Locate the line that contains "long_about = None)]" in the entries below, then repeat it and every following line through the line that contains "let cli = Cli::parse();", exactly, and no others.

**Data shown**
*** Block opens ***

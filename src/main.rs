//! Sumi-Harvest main entry point
//!
//! This is the command-line interface for the Sumi-Harvest content harvester.

use anyhow::Context;
use clap::Parser;
use std::path::PathBuf;
use sumi_harvest::config::{load_config_with_hash, Config};
use sumi_harvest::harvest::{generate_urls, Harvester};
use sumi_harvest::output::print_report;
use sumi_harvest::FieldSelector;
use tracing_subscriber::EnvFilter;

/// Sumi-Harvest: a bounded, rate-limited content harvester
///
/// Sumi-Harvest fetches a fixed set of URLs with a pool of rate-limited
/// workers, extracts configured fields from each page, and reports every URL
/// that could not be fetched.
#[derive(Parser, Debug)]
#[command(name = "sumi-harvest")]
#[command(version)]
#[command(about = "A bounded, rate-limited content harvester", long_about = None)]
struct Cli {
    /// Path to JSON or TOML configuration file
    #[arg(value_name = "CONFIG", default_value = "config.json")]
    config: PathBuf,

    /// Increase logging verbosity (-v, -vv, -vvv)
    #[arg(short, long, action = clap::ArgAction::Count)]
    verbose: u8,

    /// Suppress non-error output
    #[arg(short, long, conflicts_with = "verbose")]
    quiet: bool,

    /// Validate config and show what would be harvested without fetching anything
    #[arg(long)]
    dry_run: bool,
}

#[tokio::main]
async fn main() -> anyhow::Result<()> {
    let cli = Cli::parse();

    setup_logging(cli.verbose, cli.quiet);

    tracing::info!("Loading configuration from: {}", cli.config.display());
    let (config, hash) = load_config_with_hash(&cli.config).with_context(|| {
        format!(
            "failed to load configuration from {}",
            cli.config.display()
        )
    })?;
    tracing::info!("Configuration loaded successfully (hash: {})", hash);

    if cli.dry_run {
        handle_dry_run(&config);
        return Ok(());
    }

    handle_harvest(config).await
}

/// Sets up the logging/tracing subscriber based on verbosity level
fn setup_logging(verbose: u8, quiet: bool) {
    let filter = if quiet {
        EnvFilter::new("error")
    } else {
        match verbose {
            0 => EnvFilter::new("sumi_harvest=info,warn"),
            1 => EnvFilter::new("sumi_harvest=debug,info"),
            2 => EnvFilter::new("sumi_harvest=trace,debug"),
            _ => EnvFilter::new("trace"),
        }
    };

    tracing_subscriber::fmt()
        .with_env_filter(filter)
        .with_target(false)
        .with_thread_ids(false)
        .with_file(false)
        .init();
}

/// Handles the --dry-run mode: shows the work items and extraction rules
fn handle_dry_run(config: &Config) {
    println!("=== Sumi-Harvest Dry Run ===\n");

    println!("Pipeline Configuration:");
    println!("  Work items: {}", config.link_count);
    println!("  Fetch workers: {}", config.fetch_worker_count);
    println!("  Process workers: {}", config.process_worker_count);
    println!("  Max attempts per URL: {}", config.max_retries);
    println!(
        "  Rate limit: {}/s (burst {})",
        config.rate_limit_per_second, config.burst_limit
    );

    println!("\nCategories ({}):", config.categories.len());
    for category in &config.categories {
        println!(
            "  - {} [{}] ({}, path {})",
            category.name, category.id, category.kind, category.path
        );
        for field in &category.data_fields {
            match &field.selector {
                FieldSelector::Css {
                    selector,
                    attribute: Some(attribute),
                } => println!("    * {}: css '{}' @{}", field.field_name, selector, attribute),
                FieldSelector::Css { selector, .. } => {
                    println!("    * {}: css '{}'", field.field_name, selector)
                }
                FieldSelector::JsonPath(path) => {
                    println!("    * {}: json '{}'", field.field_name, path)
                }
            }
        }
    }

    println!("\nWork Items:");
    for url in generate_urls(&config.base_url, config.link_count) {
        println!("  {}", url);
    }

    println!("\n✓ Configuration is valid");
}

/// Handles the main harvest operation
async fn handle_harvest(config: Config) -> anyhow::Result<()> {
    let harvester = Harvester::new(config).context("failed to set up harvester")?;

    let report = harvester.run().await.context("harvest failed")?;
    print_report(&report);

    tracing::info!("Finished work");
    Ok(())
}
use std::collections::HashSet;
use std::sync::{Mutex, MutexGuard, PoisonError};

/// URLs that could not be fetched
///
/// Insert-only and safe to share between workers. Entries are never removed;
/// contents are meant to be read after the fetch pool has finished.
#[derive(Debug, Default)]
pub struct FailureSet {
    urls: Mutex<HashSet<String>>,
}

impl FailureSet {
    pub fn new() -> Self {
        Self::default()
    }

    /// Records a failed URL. Returns `false` if it was already recorded.
    pub fn add(&self, url: impl Into<String>) -> bool {
        self.lock().insert(url.into())
    }

    pub fn contains(&self, url: &str) -> bool {
        self.lock().contains(url)
    }

    pub fn len(&self) -> usize {
        self.lock().len()
    }

    pub fn is_empty(&self) -> bool {
        self.lock().is_empty()
    }

    /// Snapshot of the recorded URLs, sorted for stable reporting
    pub fn urls(&self) -> Vec<String> {
        let mut urls: Vec<String> = self.lock().iter().cloned().collect();
        urls.sort();
        urls
    }

    // A panic elsewhere while holding the lock cannot leave the set half-updated,
    // so a poisoned lock is still safe to use.
    fn lock(&self) -> MutexGuard<'_, HashSet<String>> {
        self.urls.lock().unwrap_or_else(PoisonError::into_inner)
    }
}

*** Block closes ***

**Reply to the exercise**
#[command(about = "A bounded, rate-limited content harvester", long_about = None)]
struct Cli {
    /// Path to JSON or TOML configuration file
    #[arg(value_name = "CONFIG", default_value = "config.json")]
    config: PathBuf,

    /// Increase logging verbosity (-v, -vv, -vvv)
    #[arg(short, long, action = clap::ArgAction::Count)]
    verbose: u8,

    /// Suppress non-error output
    #[arg(short, long, conflicts_with = "verbose")]
    quiet: bool,

    /// Validate config and show what would be harvested without fetching anything
    #[arg(long)]
    dry_run: bool,
}

#[tokio::main]
async fn main() -> anyhow::Result<()> {
    let cli = Cli::parse();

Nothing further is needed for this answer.